La place et le rôle de la traduction comme processus sémiotique fondamental ont fait l’objet de nombreuses études. En guise d’introduction à mon analyse, j’en propose ici un bref survol, à partir du résumé qu’en fait Willis Barnstone dans un chapitre de The Poetics of Translation intitulé “Signs of Our Time : A Semiotic Slant”. Barnstone commence par rappeler une définition sémiotique courante de la traduction, reprise sous une forme ou une autre, celle de Boguslaw P. Lawendowski : la traduction est “le transfert du sens d’un ensemble de signes linguistiques à un autre”[1] (Lawendowski 1978 : 264, cité dans Barnstone 1993 : 226-227).

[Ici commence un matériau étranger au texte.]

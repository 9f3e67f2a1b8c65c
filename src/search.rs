//! Debounced search-as-you-type.
//!
//! A filtering pass over the icon catalog only runs after a fixed quiescence
//! window elapses with no further keystrokes. Superseded requests are
//! discarded, never queued: the debouncer holds at most one pending query,
//! and every submission replaces it (latest request wins).
//!
//! Timestamps are caller-supplied monotonic milliseconds (a browser's
//! `performance.now()`), so the type works identically under wasm and in
//! native tests without a timer source.

/// Default quiescence window before a pending search runs.
pub const SEARCH_DEBOUNCE_MS: f64 = 250.0;

#[derive(Debug, Clone, PartialEq)]
struct Pending {
    query: String,
    token: u64,
    due_at: f64,
}

/// A cancellable, latest-request-wins search timer.
///
/// # Example
///
/// ```
/// use gradicon::SearchDebouncer;
///
/// let mut debouncer = SearchDebouncer::new(250.0);
/// debouncer.submit("hou", 0.0);
/// debouncer.submit("house", 100.0); // supersedes "hou"
///
/// assert_eq!(debouncer.poll(200.0), None); // window not yet elapsed
/// assert_eq!(debouncer.poll(350.0).as_deref(), Some("house"));
/// assert_eq!(debouncer.poll(400.0), None); // consumed
/// ```
#[derive(Debug, Default)]
pub struct SearchDebouncer {
    window_ms: f64,
    pending: Option<Pending>,
    next_token: u64,
}

impl SearchDebouncer {
    /// Creates a debouncer with the given quiescence window in milliseconds.
    pub fn new(window_ms: f64) -> Self {
        Self {
            window_ms,
            pending: None,
            next_token: 0,
        }
    }

    /// Submits a query at the given timestamp, replacing any pending one.
    ///
    /// Returns a token identifying this request; an older token becoming
    /// ready is impossible because its request no longer exists.
    pub fn submit(&mut self, query: impl Into<String>, now_ms: f64) -> u64 {
        self.next_token += 1;
        let token = self.next_token;
        self.pending = Some(Pending {
            query: query.into(),
            token,
            due_at: now_ms + self.window_ms,
        });
        token
    }

    /// Takes the pending query if its quiescence window has elapsed.
    ///
    /// Returns `None` while the window is still open or nothing is pending.
    pub fn poll(&mut self, now_ms: f64) -> Option<String> {
        match &self.pending {
            Some(p) if now_ms >= p.due_at => self.pending.take().map(|p| p.query),
            _ => None,
        }
    }

    /// Drops any pending request.
    pub fn cancel(&mut self) {
        self.pending = None;
    }

    /// Whether a request is waiting for its window to elapse.
    pub fn is_pending(&self) -> bool {
        self.pending.is_some()
    }

    /// The token of the pending request, if any.
    pub fn pending_token(&self) -> Option<u64> {
        self.pending.as_ref().map(|p| p.token)
    }
}

// ============================================================================
// Tests
// ============================================================================
//! Icon catalog: named 24×24 stroke glyphs and name search.
//!
//! The catalog is an injectable capability behind the [`IconCatalog`] trait,
//! so the composition engine never depends on where glyph data comes from.
//! [`BuiltinCatalog`] embeds a curated set; a web frontend can substitute a
//! remote- or script-backed catalog without touching anything downstream.

use std::sync::OnceLock;

use thiserror::Error;

/// Fragment rendered when a glyph name is unknown: a centered circle covering
/// the 24×24 reference frame. The tool never renders nothing.
pub const FALLBACK_GLYPH: &str = r#"<circle cx="12" cy="12" r="10"/>"#;

/// Curated names shown when no search is active.
pub const DEFAULT_NAMES: [&str; 8] = [
    "house", "heart", "star", "user", "mail", "phone", "globe", "settings",
];

/// The backing catalog failed to enumerate its names.
///
/// Recovered by falling back to [`DEFAULT_NAMES`]; never surfaced to the user.
#[derive(Debug, Error)]
#[error("icon catalog unavailable: {0}")]
pub struct CatalogError(pub String);

// ============================================================================
// IconCatalog capability
// ============================================================================

/// An opaque provider of named glyph fragments.
///
/// Implementations return drawable-primitive markup authored in a 24×24
/// reference frame, without any `<svg>` wrapper or styling attributes.
pub trait IconCatalog {
    /// Resolves a canonical name to its glyph fragment, if known.
    fn resolve_by_name(&self, name: &str) -> Option<&str>;

    /// Enumerates every canonical name the catalog knows.
    ///
    /// May be expensive; callers cache the result for the session.
    fn list_all_names(&self) -> Result<Vec<String>, CatalogError>;
}

// ============================================================================
// Built-in catalog
// ============================================================================

/// Glyph fragments embedded in the binary, keyed by canonical name.
///
/// Sorted by name so lookup can binary-search.
const BUILTIN_GLYPHS: &[(&str, &str)] = &[
    ("anchor", r#"<circle cx="12" cy="5" r="3"/><line x1="12" y1="22" x2="12" y2="8"/><path d="M5 12H2a10 10 0 0 0 20 0h-3"/>"#),
    ("bell", r#"<path d="M18 8A6 6 0 0 0 6 8c0 7-3 9-3 9h18s-3-2-3-9"/><path d="M13.73 21a2 2 0 0 1-3.46 0"/>"#),
    ("bookmark", r#"<path d="m19 21-7-4-7 4V5a2 2 0 0 1 2-2h10a2 2 0 0 1 2 2z"/>"#),
    ("calendar", r#"<rect x="3" y="4" width="18" height="18" rx="2"/><line x1="16" y1="2" x2="16" y2="6"/><line x1="8" y1="2" x2="8" y2="6"/><line x1="3" y1="10" x2="21" y2="10"/>"#),
    ("camera", r#"<path d="M23 19a2 2 0 0 1-2 2H3a2 2 0 0 1-2-2V8a2 2 0 0 1 2-2h4l2-3h6l2 3h4a2 2 0 0 1 2 2z"/><circle cx="12" cy="13" r="4"/>"#),
    ("check", r#"<polyline points="20 6 9 17 4 12"/>"#),
    ("circle", r#"<circle cx="12" cy="12" r="10"/>"#),
    ("clock", r#"<circle cx="12" cy="12" r="10"/><polyline points="12 6 12 12 16 14"/>"#),
    ("cloud", r#"<path d="M18 10h-1.26A8 8 0 1 0 9 20h9a5 5 0 0 0 0-10z"/>"#),
    ("code", r#"<polyline points="16 18 22 12 16 6"/><polyline points="8 6 2 12 8 18"/>"#),
    ("compass", r#"<circle cx="12" cy="12" r="10"/><polygon points="16.24 7.76 14.12 14.12 7.76 16.24 9.88 9.88 16.24 7.76"/>"#),
    ("droplet", r#"<path d="M12 2.69l5.66 5.66a8 8 0 1 1-11.31 0z"/>"#),
    ("eye", r#"<path d="M1 12s4-8 11-8 11 8 11 8-4 8-11 8-11-8-11-8z"/><circle cx="12" cy="12" r="3"/>"#),
    ("feather", r#"<path d="M20.24 12.24a6 6 0 0 0-8.49-8.49L5 10.5V19h8.5z"/><line x1="16" y1="8" x2="2" y2="22"/><line x1="17.5" y1="15" x2="9" y2="15"/>"#),
    ("flag", r#"<path d="M4 15s1-1 4-1 5 2 8 2 4-1 4-1V3s-1 1-4 1-5-2-8-2-4 1-4 1z"/><line x1="4" y1="22" x2="4" y2="15"/>"#),
    ("folder", r#"<path d="M22 19a2 2 0 0 1-2 2H4a2 2 0 0 1-2-2V5a2 2 0 0 1 2-2h5l2 3h9a2 2 0 0 1 2 2z"/>"#),
    ("gift", r#"<polyline points="20 12 20 22 4 22 4 12"/><rect x="2" y="7" width="20" height="5"/><line x1="12" y1="22" x2="12" y2="7"/><path d="M12 7H7.5a2.5 2.5 0 0 1 0-5C11 2 12 7 12 7z"/><path d="M12 7h4.5a2.5 2.5 0 0 0 0-5C13 2 12 7 12 7z"/>"#),
    ("globe", r#"<circle cx="12" cy="12" r="10"/><path d="M2 12h20"/><path d="M12 2a15.3 15.3 0 0 1 4 10 15.3 15.3 0 0 1-4 10 15.3 15.3 0 0 1-4-10 15.3 15.3 0 0 1 4-10z"/>"#),
    ("heart", r#"<path d="M20.84 4.61a5.5 5.5 0 0 0-7.78 0L12 5.67l-1.06-1.06a5.5 5.5 0 0 0-7.78 7.78l1.06 1.06L12 21.23l7.78-7.78 1.06-1.06a5.5 5.5 0 0 0 0-7.78z"/>"#),
    ("house", r#"<path d="M3 10l9-7 9 7v10a2 2 0 0 1-2 2H5a2 2 0 0 1-2-2z"/><path d="M9 22V12h6v10"/>"#),
    ("key", r#"<path d="m21 2-2 2m-7.61 7.61a5.5 5.5 0 1 1-7.78 7.78 5.5 5.5 0 0 1 7.78-7.78zm0 0L15.5 7.5m0 0 3 3L22 7l-3-3z"/>"#),
    ("leaf", r#"<path d="M11 20A7 7 0 0 1 9.8 6.1C15.5 5 17 4.48 19 2c1 2 2 4.18 2 8 0 5.5-4.78 10-10 10z"/><path d="M2 21c0-3 1.85-5.36 5.08-6C9.5 14.52 12 13 13 12"/>"#),
    ("lock", r#"<rect x="3" y="11" width="18" height="11" rx="2"/><path d="M7 11V7a5 5 0 0 1 10 0v4"/>"#),
    ("mail", r#"<rect x="2" y="4" width="20" height="16" rx="2"/><path d="m22 7-10 6L2 7"/>"#),
    ("map-pin", r#"<path d="M21 10c0 7-9 13-9 13s-9-6-9-13a9 9 0 0 1 18 0z"/><circle cx="12" cy="10" r="3"/>"#),
    ("moon", r#"<path d="M21 12.79A9 9 0 1 1 11.21 3 7 7 0 0 0 21 12.79z"/>"#),
    ("music", r#"<path d="M9 18V5l12-2v13"/><circle cx="6" cy="18" r="3"/><circle cx="18" cy="16" r="3"/>"#),
    ("phone", r#"<path d="M22 16.92v3a2 2 0 0 1-2.18 2 19.79 19.79 0 0 1-8.63-3.07 19.5 19.5 0 0 1-6-6 19.79 19.79 0 0 1-3.07-8.67A2 2 0 0 1 4.11 2h3a2 2 0 0 1 2 1.72 12.84 12.84 0 0 0 .7 2.81 2 2 0 0 1-.45 2.11L8.09 9.91a16 16 0 0 0 6 6l1.27-1.27a2 2 0 0 1 2.11-.45 12.84 12.84 0 0 0 2.81.7A2 2 0 0 1 22 16.92z"/>"#),
    ("search", r#"<circle cx="11" cy="11" r="8"/><line x1="21" y1="21" x2="16.65" y2="16.65"/>"#),
    ("settings", r#"<path d="M12.22 2h-.44a2 2 0 0 0-2 2v.18a2 2 0 0 1-1 1.73l-.43.25a2 2 0 0 1-2 0l-.15-.08a2 2 0 0 0-2.73.73l-.22.38a2 2 0 0 0 .73 2.73l.15.1a2 2 0 0 1 1 1.72v.51a2 2 0 0 1-1 1.74l-.15.09a2 2 0 0 0-.73 2.73l.22.38a2 2 0 0 0 2.73.73l.15-.08a2 2 0 0 1 2 0l.43.25a2 2 0 0 1 1 1.73V20a2 2 0 0 0 2 2h.44a2 2 0 0 0 2-2v-.18a2 2 0 0 1 1-1.73l.43-.25a2 2 0 0 1 2 0l.15.08a2 2 0 0 0 2.73-.73l.22-.39a2 2 0 0 0-.73-2.73l-.15-.08a2 2 0 0 1-1-1.74v-.5a2 2 0 0 1 1-1.74l.15-.09a2 2 0 0 0 .73-2.73l-.22-.38a2 2 0 0 0-2.73-.73l-.15.08a2 2 0 0 1-2 0l-.43-.25a2 2 0 0 1-1-1.73V4a2 2 0 0 0-2-2z"/><circle cx="12" cy="12" r="3"/>"#),
    ("shield", r#"<path d="M12 22s8-4 8-10V5l-8-3-8 3v7c0 6 8 10 8 10z"/>"#),
    ("smile", r#"<circle cx="12" cy="12" r="10"/><path d="M8 14s1.5 2 4 2 4-2 4-2"/><line x1="9" y1="9" x2="9.01" y2="9"/><line x1="15" y1="9" x2="15.01" y2="9"/>"#),
    ("star", r#"<polygon points="12 2 15.09 8.26 22 9.27 17 14.14 18.18 21.02 12 17.77 5.82 21.02 7 14.14 2 9.27 8.91 8.26 12 2"/>"#),
    ("sun", r#"<circle cx="12" cy="12" r="5"/><line x1="12" y1="1" x2="12" y2="3"/><line x1="12" y1="21" x2="12" y2="23"/><line x1="4.22" y1="4.22" x2="5.64" y2="5.64"/><line x1="18.36" y1="18.36" x2="19.78" y2="19.78"/><line x1="1" y1="12" x2="3" y2="12"/><line x1="21" y1="12" x2="23" y2="12"/><line x1="4.22" y1="19.78" x2="5.64" y2="18.36"/><line x1="18.36" y1="5.64" x2="19.78" y2="4.22"/>"#),
    ("tag", r#"<path d="M20.59 13.41l-7.17 7.17a2 2 0 0 1-2.83 0L2 12V2h10l8.59 8.59a2 2 0 0 1 0 2.82z"/><line x1="7" y1="7" x2="7.01" y2="7"/>"#),
    ("umbrella", r#"<path d="M23 12a11.05 11.05 0 0 0-22 0zm-5 7a3 3 0 0 1-6 0v-7"/>"#),
    ("user", r#"<path d="M20 21v-2a4 4 0 0 0-4-4H8a4 4 0 0 0-4 4v2"/><circle cx="12" cy="7" r="4"/>"#),
    ("wifi", r#"<path d="M5 12.55a11 11 0 0 1 14.08 0"/><path d="M1.42 9a16 16 0 0 1 21.16 0"/><path d="M8.53 16.11a6 6 0 0 1 6.95 0"/><line x1="12" y1="20" x2="12.01" y2="20"/>"#),
    ("zap", r#"<polygon points="13 2 3 14 12 14 11 22 21 10 12 10 13 2"/>"#),
];

/// The embedded glyph catalog.
#[derive(Debug, Clone, Copy, Default)]
pub struct BuiltinCatalog;

impl IconCatalog for BuiltinCatalog {
    fn resolve_by_name(&self, name: &str) -> Option<&str> {
        BUILTIN_GLYPHS
            .binary_search_by_key(&name, |&(n, _)| n)
            .ok()
            .map(|i| BUILTIN_GLYPHS[i].1)
    }

    fn list_all_names(&self) -> Result<Vec<String>, CatalogError> {
        Ok(BUILTIN_GLYPHS.iter().map(|(n, _)| n.to_string()).collect())
    }
}

// ============================================================================
// Map-backed catalog
// ============================================================================

/// A catalog over an owned name→fragment map.
///
/// This is the remote-catalog seam: a frontend fetches glyph data however it
/// likes (bundled script, network, anything) and installs the snapshot here.
/// The composition engine sees the same [`IconCatalog`] either way.
#[derive(Debug, Clone, Default)]
pub struct MapCatalog {
    glyphs: std::collections::HashMap<String, String>,
}

impl MapCatalog {
    pub fn new(glyphs: std::collections::HashMap<String, String>) -> Self {
        Self { glyphs }
    }

    /// Builds a catalog from a JSON object of `{"name": "<fragment>"}` pairs.
    pub fn from_json(json: &str) -> Result<Self, serde_json::Error> {
        Ok(Self::new(serde_json::from_str(json)?))
    }

    pub fn len(&self) -> usize {
        self.glyphs.len()
    }

    pub fn is_empty(&self) -> bool {
        self.glyphs.is_empty()
    }
}

impl IconCatalog for MapCatalog {
    fn resolve_by_name(&self, name: &str) -> Option<&str> {
        self.glyphs.get(name).map(|s| s.as_str())
    }

    fn list_all_names(&self) -> Result<Vec<String>, CatalogError> {
        Ok(self.glyphs.keys().cloned().collect())
    }
}

// ============================================================================
// Search policy
// ============================================================================

/// How many matches a search may return.
///
/// The source tool never settled this (revisions capped at 50, showed all
/// with a notice, or had no cap), so it is a policy choice here rather than
/// hard-coded behavior.
#[derive(Debug, Clone, Copy, PartialEq, Eq, Default)]
pub enum SearchLimit {
    /// Return every match.
    #[default]
    Unlimited,

    /// Return at most this many matches and report the overflow.
    Capped(usize),
}

/// Names matching a search, plus how many further matches were cut by the
/// active [`SearchLimit`] (for a "+N more" notice).
#[derive(Debug, Clone, PartialEq, Eq, serde::Serialize)]
#[serde(rename_all = "camelCase")]
pub struct SearchResults {
    pub names: Vec<String>,
    pub truncated: usize,
}

// ============================================================================
// GlyphLibrary
// ============================================================================

/// Session-level view over an [`IconCatalog`]: fallback resolution, the
/// curated default list, and cached substring search.
///
/// The full name listing is enumerated lazily on first search and reused for
/// the rest of the session. If enumeration fails, search degrades to the
/// curated defaults and retries on the next call.
///
/// # Example
///
/// ```
/// use gradicon::GlyphLibrary;
///
/// let glyphs = GlyphLibrary::builtin();
/// assert!(glyphs.resolve("house").contains("<path"));
///
/// let results = glyphs.matching("hea");
/// assert!(results.names.contains(&"heart".to_string()));
/// ```
pub struct GlyphLibrary {
    catalog: Box<dyn IconCatalog>,
    all_names: OnceLock<Vec<String>>,
}

impl GlyphLibrary {
    /// Creates a library over the embedded catalog.
    pub fn builtin() -> Self {
        Self::new(Box::new(BuiltinCatalog))
    }

    /// Creates a library over any catalog implementation.
    pub fn new(catalog: Box<dyn IconCatalog>) -> Self {
        Self {
            catalog,
            all_names: OnceLock::new(),
        }
    }

    /// Resolves a glyph name to its fragment, falling back to
    /// [`FALLBACK_GLYPH`] for unknown names.
    pub fn resolve(&self, name: &str) -> &str {
        self.catalog.resolve_by_name(name).unwrap_or(FALLBACK_GLYPH)
    }

    /// The curated default names shown when no search is active.
    pub fn default_names(&self) -> Vec<String> {
        DEFAULT_NAMES.iter().map(|n| n.to_string()).collect()
    }

    /// Searches with the default (unlimited) policy.
    pub fn matching(&self, query: &str) -> SearchResults {
        self.matching_with_limit(query, SearchLimit::default())
    }

    /// Returns every name whose lowercased form contains the lowercased,
    /// trimmed query as a substring. An empty query returns the defaults.
    pub fn matching_with_limit(&self, query: &str, limit: SearchLimit) -> SearchResults {
        let needle = query.trim().to_lowercase();
        if needle.is_empty() {
            return SearchResults {
                names: self.default_names(),
                truncated: 0,
            };
        }

        let matches: Vec<String> = match self.cached_listing() {
            Some(names) => names
                .iter()
                .filter(|n| n.to_lowercase().contains(&needle))
                .cloned()
                .collect(),
            // Catalog unavailable: degrade to the curated defaults.
            None => DEFAULT_NAMES
                .iter()
                .filter(|n| n.contains(&needle))
                .map(|n| n.to_string())
                .collect(),
        };

        match limit {
            SearchLimit::Unlimited => SearchResults {
                names: matches,
                truncated: 0,
            },
            SearchLimit::Capped(cap) => {
                let truncated = matches.len().saturating_sub(cap);
                let mut names = matches;
                names.truncate(cap);
                SearchResults { names, truncated }
            }
        }
    }

    /// Small fixed-size markup for an icon-picker button.
    pub fn icon_button_markup(&self, name: &str) -> String {
        format!(
            r#"<svg width="20" height="20" viewBox="0 0 24 24" fill="none" stroke="currentColor" stroke-width="2" stroke-linecap="round" stroke-linejoin="round">{}</svg>"#,
            self.resolve(name)
        )
    }

    /// Enumerates the catalog once per session; `None` while unavailable.
    fn cached_listing(&self) -> Option<&Vec<String>> {
        if self.all_names.get().is_none() {
            if let Ok(mut names) = self.catalog.list_all_names() {
                names.sort();
                let _ = self.all_names.set(names);
            }
        }
        self.all_names.get()
    }
}

// ============================================================================
// Tests
// ============================================================================
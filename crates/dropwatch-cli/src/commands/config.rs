use dropwatch_core::SnapshotConfig;

pub fn handle(config: &SnapshotConfig, json: bool) -> Result<(), Box<dyn std::error::Error>> {
    if json {
        println!("{}", serde_json::to_string_pretty(config)?);
    } else {
        print!("{}", config.to_toml_string()?);
    }
    Ok(())
}
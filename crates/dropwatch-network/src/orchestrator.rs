//! Refresh orchestration.
//!
//! One refresh cycle:
//! 1. bump the generation and reset all five cells to `Pending`;
//! 2. issue the four balance reads concurrently, each settling its own cell
//!    as soon as it completes;
//! 3. on the first failed balance read, move every cell that is still
//!    pending (price included) to `Failed` with that read's message;
//! 4. once all four have settled, read the price, but only if none failed.
//!
//! Every write carries the generation it was started under and is dropped
//! if a newer refresh has begun since. Overlapping refreshes therefore never
//! mix results: the latest trigger wins, not the slowest read.

use crate::balance::BalanceReader;
use crate::price::PriceReader;
use dropwatch_core::{
    derive, Allocation, BalanceQuery, Cell, DerivedSnapshot, QueryKind, SnapshotConfig,
    SnapshotInputs, TokenAmount,
};
use futures::stream::{FuturesUnordered, StreamExt};
use serde::Serialize;
use std::sync::Arc;
use tokio::sync::watch;
use tracing::{debug, info, warn};

/// The five result cells of the latest refresh.
#[derive(Debug, Clone, Default, PartialEq, Serialize)]
pub struct SnapshotCells {
    pub generation: u64,
    pub hub: Cell<TokenAmount>,
    pub bonded: Cell<TokenAmount>,
    pub vault: Cell<TokenAmount>,
    pub locker: Cell<TokenAmount>,
    pub price: Cell<f64>,
}

impl SnapshotCells {
    pub fn balance(&self, kind: QueryKind) -> &Cell<TokenAmount> {
        match kind {
            QueryKind::Hub => &self.hub,
            QueryKind::Bonded => &self.bonded,
            QueryKind::Vault => &self.vault,
            QueryKind::Locker => &self.locker,
        }
    }

    fn balance_mut(&mut self, kind: QueryKind) -> &mut Cell<TokenAmount> {
        match kind {
            QueryKind::Hub => &mut self.hub,
            QueryKind::Bonded => &mut self.bonded,
            QueryKind::Vault => &mut self.vault,
            QueryKind::Locker => &mut self.locker,
        }
    }

    pub fn inputs(&self) -> SnapshotInputs {
        SnapshotInputs {
            hub: self.hub.copied(),
            bonded: self.bonded.copied(),
            vault: self.vault.copied(),
            locker: self.locker.copied(),
            price: self.price.copied(),
        }
    }

    /// Safe to call at any point of a refresh; unsettled inputs read as zero.
    pub fn derive(&self, allocation: &Allocation) -> DerivedSnapshot {
        derive(&self.inputs(), allocation)
    }

    pub fn is_complete(&self) -> bool {
        QueryKind::ALL
            .iter()
            .all(|kind| self.balance(*kind).is_settled())
            && self.price.is_settled()
    }

    /// `(label, message)` for every failed cell.
    pub fn failures(&self) -> Vec<(&'static str, &str)> {
        let mut out: Vec<(&'static str, &str)> = QueryKind::ALL
            .iter()
            .filter_map(|kind| self.balance(*kind).error().map(|e| (kind.label(), e)))
            .collect();
        if let Some(e) = self.price.error() {
            out.push(("Spot price", e));
        }
        out
    }

    fn reset(&mut self) {
        self.hub = Cell::Pending;
        self.bonded = Cell::Pending;
        self.vault = Cell::Pending;
        self.locker = Cell::Pending;
        self.price = Cell::Pending;
    }

    fn fail_pending(&mut self, msg: &str) -> bool {
        // non-short-circuiting: every pending cell must be visited
        let mut changed = false;
        for kind in QueryKind::ALL {
            changed |= self.balance_mut(kind).fail_if_pending(msg);
        }
        changed |= self.price.fail_if_pending(msg);
        changed
    }
}

/// Shared holder of the latest [`SnapshotCells`].
///
/// Backed by a `watch` channel so the presentation layer can re-render on
/// every settle instead of waiting for the whole cycle.
#[derive(Clone)]
pub struct SnapshotStore {
    tx: Arc<watch::Sender<SnapshotCells>>,
}

impl Default for SnapshotStore {
    fn default() -> Self {
        Self::new()
    }
}

impl SnapshotStore {
    pub fn new() -> Self {
        let (tx, _rx) = watch::channel(SnapshotCells::default());
        Self { tx: Arc::new(tx) }
    }

    pub fn current(&self) -> SnapshotCells {
        self.tx.borrow().clone()
    }

    pub fn subscribe(&self) -> watch::Receiver<SnapshotCells> {
        self.tx.subscribe()
    }

    /// Start a new generation with every cell pending.
    fn begin(&self) -> u64 {
        let mut generation = 0;
        self.tx.send_modify(|cells| {
            cells.generation += 1;
            cells.reset();
            generation = cells.generation;
        });
        generation
    }

    fn settle_balance(&self, generation: u64, kind: QueryKind, cell: Cell<TokenAmount>) -> bool {
        self.tx.send_if_modified(|cells| {
            if cells.generation != generation {
                return false;
            }
            *cells.balance_mut(kind) = cell;
            true
        })
    }

    fn settle_price(&self, generation: u64, cell: Cell<f64>) -> bool {
        self.tx.send_if_modified(|cells| {
            if cells.generation != generation {
                return false;
            }
            cells.price = cell;
            true
        })
    }

    fn fail_pending(&self, generation: u64, msg: &str) {
        self.tx.send_if_modified(|cells| {
            cells.generation == generation && cells.fail_pending(msg)
        });
    }
}

/// Summary of one refresh, for logging. The cells hold the actual results.
#[derive(Debug, Clone, Copy, PartialEq, Eq)]
pub struct RefreshOutcome {
    pub generation: u64,
    pub failed_reads: usize,
    pub price_requested: bool,
    /// A newer refresh started before this one finished; some or all of
    /// this cycle's results were discarded.
    pub superseded: bool,
}

pub struct RefreshOrchestrator<B, P> {
    queries: [BalanceQuery; 4],
    balances: B,
    price: P,
    store: SnapshotStore,
}

impl<B: BalanceReader, P: PriceReader> RefreshOrchestrator<B, P> {
    pub fn new(config: &SnapshotConfig, balances: B, price: P) -> Self {
        Self::with_store(config, balances, price, SnapshotStore::new())
    }

    fn with_store(
        config: &SnapshotConfig,
        balances: B,
        price: P,
        store: SnapshotStore,
    ) -> Self {
        Self {
            queries: config.balance_queries(),
            balances,
            price,
            store,
        }
    }

    pub fn store(&self) -> &SnapshotStore {
        &self.store
    }

    /// Run one full refresh cycle. Never fails; outcomes land in the cells.
    pub async fn refresh(&self) -> RefreshOutcome {
        let generation = self.store.begin();
        info!(generation, "refresh started");

        let mut reads: FuturesUnordered<_> = self
            .queries
            .iter()
            .map(|query| async move { (query.kind, self.balances.balance_of(query).await) })
            .collect();

        let mut failed_reads = 0;
        let mut first_error: Option<String> = None;
        let mut superseded = false;

        while let Some((kind, result)) = reads.next().await {
            let cell = match result {
                Ok(amount) => {
                    debug!(generation, %kind, %amount, "balance read settled");
                    Cell::Succeeded(amount)
                }
                Err(e) => {
                    failed_reads += 1;
                    warn!(generation, %kind, error = %e, "balance read failed");
                    Cell::Failed(e.to_string())
                }
            };
            let message = cell.error().map(str::to_owned);

            if !self.store.settle_balance(generation, kind, cell) {
                superseded = true;
                debug!(generation, %kind, "discarding result from superseded refresh");
                continue;
            }
            if let (Some(msg), None) = (message, first_error.as_ref()) {
                self.store.fail_pending(generation, &msg);
                first_error = Some(msg);
            }
        }

        let mut price_requested = false;
        if !superseded && first_error.is_none() {
            price_requested = true;
            let cell: Cell<f64> = match self.price.spot_price().await {
                Ok(price) => {
                    debug!(generation, price, "spot price settled");
                    Cell::Succeeded(price)
                }
                Err(e) => {
                    warn!(generation, error = %e, "spot price read failed");
                    Cell::Failed(e.to_string())
                }
            };
            if !self.store.settle_price(generation, cell) {
                superseded = true;
            }
        }

        let outcome = RefreshOutcome {
            generation,
            failed_reads,
            price_requested,
            superseded,
        };
        if superseded {
            info!(generation, "refresh superseded by a newer one");
        } else {
            info!(generation, failed_reads, "refresh complete");
        }
        outcome
    }
}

La définition linguistique que donne Catford de la traduction est jugée utile, quoique moins élégante, par Barnstone : il s’agit d’un “processus de substitution d’un texte dans une langue par un texte dans une autre langue” (Catford 1965 : 1, cité dans Barnstone 1993 : 227). Pour Jakobson, c’est “l’interprétation des signes linguistiques au moyen d’une autre langue” (1963 : 79). Ce qui est commun à ces définitions, note Barnstone, c’est que les signes linguistiques de A sont interprétés et transférés dans les signes linguistiques de B. Le recours au schéma de l’acte de communication proposé par Jakobson permet d’observer d’abord comment le message va du locuteur à l’auditeur. Puis, en mettant “langue A - source” à la place du locuteur ou du destinateur et “langue B - traduction” à la place de l’auditeur ou du destinataire, on aboutit à une manière de décrire comment tout message passe d’une langue à une autre, ce qui équivaut à une définition de travail de la traduction. Sous sa forme la plus simplifiée, elle se formulerait comme suit : la traduction est la transposition de messages entre langues.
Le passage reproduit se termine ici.